→ Data provided:
☆ ☆ ☆ ☆ ☆

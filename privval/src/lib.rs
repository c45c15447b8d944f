//! File-backed validator signing key and signing checkpoint.
//!
//! A validator keeps two JSON files: the key file (address and Ed25519 key
//! pair) and the state file recording the last height/round/step it signed.
//! The state file is what prevents double-signing after a restart, so it has
//! to be reset whenever the chain state is rolled back past a signed height.

pub mod config;
pub mod error;
pub mod file_pv;
pub mod key;
pub mod sign_state;

mod encoding;

pub use config::{CheckpointReset, PrivValidatorConfig};
pub use error::{CheckpointError, PrivvalError};
pub use file_pv::FilePV;
pub use key::FilePVKey;
pub use sign_state::{LastSignState, SignStep};
//! Deterministic chain history for rollback tests.
//!
//! A `ChainFixture` describes a chain from `initial_height` to `tip` in which
//! every record is derived from its height: the validator set rotates every
//! block, app and results hashes are height-tagged digests, and consensus
//! params may be upgraded once. Tests build the stores from it and compare
//! the outcome of a rollback against `state_at`.

use rewind_crypto::{
    consensus_params_hash, derive_address, keypair_from_seed, sha256, validator_set_hash,
};
use rewind_types::{
    BlockId, BlockMeta, ConsensusParams, ConsensusVersion, Header, Height, HexBytes,
    PartSetHeader, State, Timestamp, Validator, ValidatorSet, Version, BLOCK_PROTOCOL,
};

use crate::{NullBlockStore, NullStateStore};

/// Genesis time used by every fixture (2023-11-14T22:13:20Z).
const GENESIS_SECS: u64 = 1_700_000_000;
const BLOCK_INTERVAL_SECS: u64 = 6;

#[derive(Clone, Debug)]
pub struct ChainFixture {
    pub chain_id: String,
    pub initial_height: Height,
    pub tip: Height,
    pub software: String,
    params_upgrade: Option<(Height, u64)>,
}

impl ChainFixture {
    /// A chain starting at height 1 whose state and blocks reach `tip`.
    pub fn new(tip: Height) -> Self {
        Self {
            chain_id: "rewind-test".to_string(),
            initial_height: 1,
            tip,
            software: "0.0.0-fixture".to_string(),
            params_upgrade: None,
        }
    }

    pub fn with_initial_height(mut self, initial_height: Height) -> Self {
        self.initial_height = initial_height;
        self
    }

    /// From `height` on, consensus params carry `app_version`.
    pub fn with_params_upgrade(mut self, height: Height, app_version: u64) -> Self {
        self.params_upgrade = Some((height, app_version));
        self
    }

    /// The validator set that signs block `height`.
    pub fn validators_at(&self, height: Height) -> ValidatorSet {
        let base = (height.rem_euclid(200) as u8).wrapping_add(1);
        let validators = (0..3u8)
            .map(|i| {
                let kp = keypair_from_seed(&[base.wrapping_add(i * 50); 32]);
                Validator {
                    address: derive_address(&kp.public),
                    pub_key: kp.public,
                    voting_power: 10 + i64::from(i),
                    proposer_priority: i64::from(i),
                }
            })
            .collect();
        ValidatorSet::new(validators)
    }

    pub fn params_at(&self, height: Height) -> ConsensusParams {
        let mut params = ConsensusParams::default();
        params.version.app_version = match self.params_upgrade {
            Some((at, version)) if height >= at => version,
            _ => 1,
        };
        params
    }

    /// App hash after executing block `height`.
    pub fn app_hash_after(&self, height: Height) -> HexBytes {
        tagged_hash(b"app", height)
    }

    /// Results hash of the transactions in block `height`.
    pub fn results_hash_after(&self, height: Height) -> HexBytes {
        tagged_hash(b"results", height)
    }

    pub fn block_id(&self, height: Height) -> BlockId {
        BlockId {
            hash: tagged_hash(b"block", height),
            part_set_header: PartSetHeader {
                total: 1,
                hash: tagged_hash(b"parts", height),
            },
        }
    }

    pub fn block_time(&self, height: Height) -> Timestamp {
        let offset = (height - self.initial_height).max(0) as u64;
        Timestamp::from_secs(GENESIS_SECS + offset * BLOCK_INTERVAL_SECS)
    }

    /// Metadata of block `height`. Its header carries the hashes produced
    /// by executing `height - 1`.
    pub fn block_meta(&self, height: Height) -> BlockMeta {
        let last_block_id = if height == self.initial_height {
            BlockId::default()
        } else {
            self.block_id(height - 1)
        };
        let params = self.params_at(height);
        BlockMeta {
            block_id: self.block_id(height),
            block_size: 1024,
            header: Header {
                version: ConsensusVersion {
                    block: BLOCK_PROTOCOL,
                    app: params.version.app_version,
                },
                chain_id: self.chain_id.clone(),
                height,
                time: self.block_time(height),
                last_block_id,
                last_commit_hash: tagged_hash(b"commit", height - 1),
                data_hash: tagged_hash(b"data", height),
                validators_hash: validator_set_hash(&self.validators_at(height)),
                next_validators_hash: validator_set_hash(&self.validators_at(height + 1)),
                consensus_hash: consensus_params_hash(&params),
                app_hash: self.app_hash_after(height - 1),
                last_results_hash: self.results_hash_after(height - 1),
                evidence_hash: HexBytes::empty(),
                proposer_address: self.validators_at(height).validators[2].address.clone(),
            },
            num_txs: 2,
        }
    }

    /// The state the node holds after executing block `height`.
    pub fn state_at(&self, height: Height) -> State {
        let next_params = self.params_at(height + 1);
        let params_changed = match self.params_upgrade {
            Some((at, _)) if at <= height + 1 => at,
            _ => self.initial_height,
        };
        State {
            version: Version {
                consensus: ConsensusVersion {
                    block: BLOCK_PROTOCOL,
                    app: next_params.version.app_version,
                },
                software: self.software.clone(),
            },
            chain_id: self.chain_id.clone(),
            initial_height: self.initial_height,
            last_block_height: height,
            last_block_id: self.block_id(height),
            last_block_time: self.block_time(height),
            next_validators: self.validators_at(height + 2),
            validators: self.validators_at(height + 1),
            last_validators: self.validators_at(height),
            last_height_validators_changed: height + 1,
            consensus_params: next_params,
            last_height_consensus_params_changed: params_changed,
            last_results_hash: self.results_hash_after(height),
            app_hash: self.app_hash_after(height),
        }
    }

    /// A state store holding `state_at(tip)` and the full history behind it.
    pub fn state_store(&self) -> NullStateStore {
        let store = NullStateStore::new();
        for height in self.initial_height..=self.tip + 2 {
            store.put_validators(height, self.validators_at(height));
        }
        for height in self.initial_height..=self.tip + 1 {
            store.put_consensus_params(height, self.params_at(height));
        }
        store.put_state(self.state_at(self.tip));
        store
    }

    /// A block store holding blocks `initial_height..=height`.
    pub fn block_store(&self, height: Height) -> NullBlockStore {
        let store = NullBlockStore::new();
        for h in self.initial_height..=height {
            store
                .save_block_meta(self.block_meta(h))
                .expect("fixture heights are contiguous");
        }
        store
    }
}

fn tagged_hash(tag: &[u8], height: Height) -> HexBytes {
    let mut input = tag.to_vec();
    input.extend_from_slice(&height.to_be_bytes());
    HexBytes::from(sha256(&input))
}
//! `FilePV`: a validator key plus its signing checkpoint, both on disk.

use std::fs;
use std::io::Write;
use std::path::Path;

use rewind_types::PrivateKey;
use serde::de::DeserializeOwned;
use serde::Serialize;

use crate::{FilePVKey, LastSignState, PrivvalError};

/// File-backed private validator.
pub struct FilePV {
    pub key: FilePVKey,
    pub last_sign_state: LastSignState,
}

impl FilePV {
    /// Create a validator from a private key with a blank checkpoint.
    /// Nothing is written until [`FilePV::save`].
    pub fn new(private: PrivateKey, key_path: &Path, state_path: &Path) -> Self {
        Self {
            key: FilePVKey::new(private, key_path),
            last_sign_state: LastSignState::new(state_path),
        }
    }

    /// Load both files. Either one missing or malformed is an error.
    pub fn load(key_path: &Path, state_path: &Path) -> Result<Self, PrivvalError> {
        let key = FilePVKey::load(key_path)?;
        let last_sign_state = LastSignState::load(state_path)?;
        Ok(Self {
            key,
            last_sign_state,
        })
    }

    pub fn save(&self) -> Result<(), PrivvalError> {
        self.key.save()?;
        self.last_sign_state.save()
    }

    /// Clear last-signed height, round, step and signature, and persist.
    ///
    /// Only the state file is rewritten; the key file is left untouched.
    pub fn reset(&mut self) -> Result<(), PrivvalError> {
        let previous = self.last_sign_state.height;
        self.last_sign_state.clear();
        self.last_sign_state.save()?;
        tracing::info!(
            address = %self.key.address,
            previous_height = previous,
            path = %self.last_sign_state.path().display(),
            "reset private validator sign state"
        );
        Ok(())
    }
}

pub(crate) fn read_json<T: DeserializeOwned>(path: &Path) -> Result<T, PrivvalError> {
    let text = fs::read_to_string(path).map_err(|source| PrivvalError::Read {
        path: path.to_path_buf(),
        source,
    })?;
    serde_json::from_str(&text).map_err(|source| PrivvalError::Json {
        path: path.to_path_buf(),
        source,
    })
}

/// Write `value` as pretty JSON via a sibling temp file and rename, so a
/// crash never leaves a half-written file behind.
pub(crate) fn write_json_atomic<T: Serialize>(path: &Path, value: &T) -> Result<(), PrivvalError> {
    let write_err = |source| PrivvalError::Write {
        path: path.to_path_buf(),
        source,
    };
    let json = serde_json::to_vec_pretty(value).map_err(|source| PrivvalError::Json {
        path: path.to_path_buf(),
        source,
    })?;

    let mut tmp_name = path.as_os_str().to_owned();
    tmp_name.push(".tmp");
    let tmp_path = Path::new(&tmp_name);

    let mut file = fs::File::create(tmp_path).map_err(write_err)?;
    file.write_all(&json).map_err(write_err)?;
    file.sync_all().map_err(write_err)?;
    drop(file);
    fs::rename(tmp_path, path).map_err(write_err)?;
    Ok(())
}

#[cfg(test)]
mod tests {
    use super::*;
    use crate::SignStep;
    use rewind_types::HexBytes;

    fn write_signed_pv(dir: &Path) -> FilePV {
        let mut pv = FilePV::new(
            PrivateKey([11u8; 32]),
            &dir.join("key.json"),
            &dir.join("state.json"),
        );
        pv.last_sign_state.height = 100;
        pv.last_sign_state.round = 2;
        pv.last_sign_state.step = SignStep::Precommit;
        pv.last_sign_state.signature = Some(HexBytes::new(vec![9; 64]));
        pv.last_sign_state.signbytes = HexBytes::new(vec![1, 2, 3]);
        pv.save().unwrap();
        pv
    }

    #[test]
    fn load_reads_both_files() {
        let dir = tempfile::tempdir().unwrap();
        let pv = write_signed_pv(dir.path());
        let loaded = FilePV::load(&dir.path().join("key.json"), &dir.path().join("state.json"))
            .unwrap();
        assert_eq!(loaded.key.address, pv.key.address);
        assert_eq!(loaded.last_sign_state.height, 100);
        assert_eq!(loaded.last_sign_state.step, SignStep::Precommit);
    }

    #[test]
    fn reset_persists_zero_state() {
        let dir = tempfile::tempdir().unwrap();
        write_signed_pv(dir.path());
        let key_path = dir.path().join("key.json");
        let state_path = dir.path().join("state.json");
        let key_before = fs::read(&key_path).unwrap();

        let mut pv = FilePV::load(&key_path, &state_path).unwrap();
        pv.reset().unwrap();

        let reloaded = FilePV::load(&key_path, &state_path).unwrap();
        assert!(reloaded.last_sign_state.is_zero());
        assert_eq!(fs::read(&key_path).unwrap(), key_before);
    }

    #[test]
    fn atomic_write_leaves_no_temp_file() {
        let dir = tempfile::tempdir().unwrap();
        write_signed_pv(dir.path());
        let leftovers: Vec<_> = fs::read_dir(dir.path())
            .unwrap()
            .filter_map(Result::ok)
            .filter(|e| e.file_name().to_string_lossy().ends_with(".tmp"))
            .collect();
        assert!(leftovers.is_empty());
    }

    #[test]
    fn missing_state_file_fails_load() {
        let dir = tempfile::tempdir().unwrap();
        let pv = write_signed_pv(dir.path());
        fs::remove_file(pv.last_sign_state.path()).unwrap();
        assert!(matches!(
            FilePV::load(&dir.path().join("key.json"), &dir.path().join("state.json")),
            Err(PrivvalError::Read { .. })
        ));
    }
}
//! Hex string encoding for byte fields in the JSON files.

pub(crate) mod hex_bytes {
    use rewind_types::HexBytes;
    use serde::{Deserialize, Deserializer, Serializer};

    pub fn serialize<S: Serializer>(bytes: &HexBytes, serializer: S) -> Result<S::Ok, S::Error> {
        serializer.collect_str(bytes)
    }

    pub fn deserialize<'de, D: Deserializer<'de>>(deserializer: D) -> Result<HexBytes, D::Error> {
        let s = String::deserialize(deserializer)?;
        HexBytes::from_hex(&s).map_err(serde::de::Error::custom)
    }
}

pub(crate) mod hex_bytes_opt {
    use rewind_types::HexBytes;
    use serde::{Deserialize, Deserializer, Serializer};

    pub fn serialize<S: Serializer>(
        bytes: &Option<HexBytes>,
        serializer: S,
    ) -> Result<S::Ok, S::Error> {
        match bytes {
            Some(b) => serializer.serialize_some(&b.to_string()),
            None => serializer.serialize_none(),
        }
    }

    pub fn deserialize<'de, D: Deserializer<'de>>(
        deserializer: D,
    ) -> Result<Option<HexBytes>, D::Error> {
        let s = Option::<String>::deserialize(deserializer)?;
        s.map(|s| HexBytes::from_hex(&s))
            .transpose()
            .map_err(serde::de::Error::custom)
    }
}

#[cfg(test)]
mod tests {
    use rewind_types::HexBytes;
    use serde::{Deserialize, Serialize};

    #[derive(Debug, PartialEq, Serialize, Deserialize)]
    struct Record {
        #[serde(with = "super::hex_bytes")]
        bytes: HexBytes,
        #[serde(default, with = "super::hex_bytes_opt")]
        maybe: Option<HexBytes>,
    }

    #[test]
    fn bytes_are_written_as_upper_hex() {
        let record = Record {
            bytes: HexBytes::new(vec![0xab, 0x01]),
            maybe: Some(HexBytes::new(vec![0xff])),
        };
        let json = serde_json::to_string(&record).unwrap();
        assert_eq!(json, r#"{"bytes":"AB01","maybe":"FF"}"#);
        assert_eq!(serde_json::from_str::<Record>(&json).unwrap(), record);
    }

    #[test]
    fn null_and_missing_optional_bytes_are_none() {
        let record: Record = serde_json::from_str(r#"{"bytes":"","maybe":null}"#).unwrap();
        assert!(record.bytes.is_empty());
        assert_eq!(record.maybe, None);
        let record: Record = serde_json::from_str(r#"{"bytes":"00"}"#).unwrap();
        assert_eq!(record.maybe, None);
    }

    #[test]
    fn malformed_hex_is_rejected() {
        assert!(serde_json::from_str::<Record>(r#"{"bytes":"xyz"}"#).is_err());
    }
}
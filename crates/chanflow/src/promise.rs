//! A single-value blocking latch backing `b_put`/`b_get`.

use std::sync::{Arc, Condvar, Mutex};

pub(crate) struct Promise<D> {
    state: Mutex<Option<D>>,
    cvar: Condvar,
}

impl<D> Promise<D> {
    pub(crate) fn new() -> Arc<Self> {
        Arc::new(Self {
            state: Mutex::new(None),
            cvar: Condvar::new(),
        })
    }

    pub(crate) fn set(&self, val: D) {
        let mut guard = self.state.lock().unwrap();
        *guard = Some(val);
        self.cvar.notify_one();
    }

    pub(crate) fn wait(&self) -> D {
        let mut guard = self.state.lock().unwrap();
        while guard.is_none() {
            guard = self.cvar.wait(guard).unwrap();
        }
        guard.take().unwrap()
    }
}

#[cfg(test)]
mod tests {
    use super::*;
    use std::thread;
    use std::time::Duration;

    #[test]
    fn wait_blocks_until_set() {
        let p = Promise::new();
        let p2 = p.clone();
        thread::spawn(move || {
            thread::sleep(Duration::from_millis(10));
            p2.set(42);
        });
        assert_eq!(p.wait(), 42);
    }
}
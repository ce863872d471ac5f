//! chanflow - CSP-style channels for coordinating threads
//!
//! A Rust take on Clojure's `core.async`/Python's `chanpy`: rendezvous and
//! buffered channels, a committed-choice `alt` across heterogeneous
//! operations, and a transducer protocol for embedding value transforms
//! directly in a channel's buffer.
//!
//! # Example
//!
//! ```
//! use chanflow::{buffer, Chan};
//!
//! let c: Chan<i32> = Chan::new(buffer(4).unwrap());
//! c.offer(1).unwrap();
//! c.offer(2).unwrap();
//! assert_eq!(c.poll().unwrap(), Some(1));
//! c.close();
//! ```
//!
//! # Concurrency model
//!
//! There is no dedicated scheduler thread. A parked `put`/`get`/`alt`
//! branch resolves on whichever thread happens to perform the matching
//! operation; `f_put`/`f_get` callbacks and `put`/`get`'s `oneshot`
//! futures are driven the same way.

mod alt;
mod buffer;
mod channel;
mod error;
mod handler;
mod invariants;
mod ops;
mod promise;
mod xform;

pub use alt::{alt, b_alt, AltOp, AltOutcome};
pub use buffer::{buffer, dropping_buffer, promise_buffer, sliding_buffer, Buffer};
pub use channel::{Chan, ExHandler, MAX_QUEUE_SIZE};
pub use error::{ChanError, ChanResult};
pub use ops::{onto_chan, timeout, to_vec};
pub use xform::{
    cat, comp, dedupe, distinct, drop, drop_last, drop_while, interpose, keep, keep_indexed, map,
    map_indexed, mapcat, partition, partition_all, partition_by, random_sample, reductions,
    remove, remove_indexed, replace, take, take_last, take_nth, take_while, BoxStep, Reduced,
    Step, Xform,
};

☆ ☆ ☆ ☆ ☆

→ Exercise objective: Pick out every line above that contains the word "SignStep" and copy it.

→ Task response:
pub use sign_state::{LastSignState, SignStep};
    use crate::SignStep;
        pv.last_sign_state.step = SignStep::Precommit;
        assert_eq!(loaded.last_sign_state.step, SignStep::Precommit);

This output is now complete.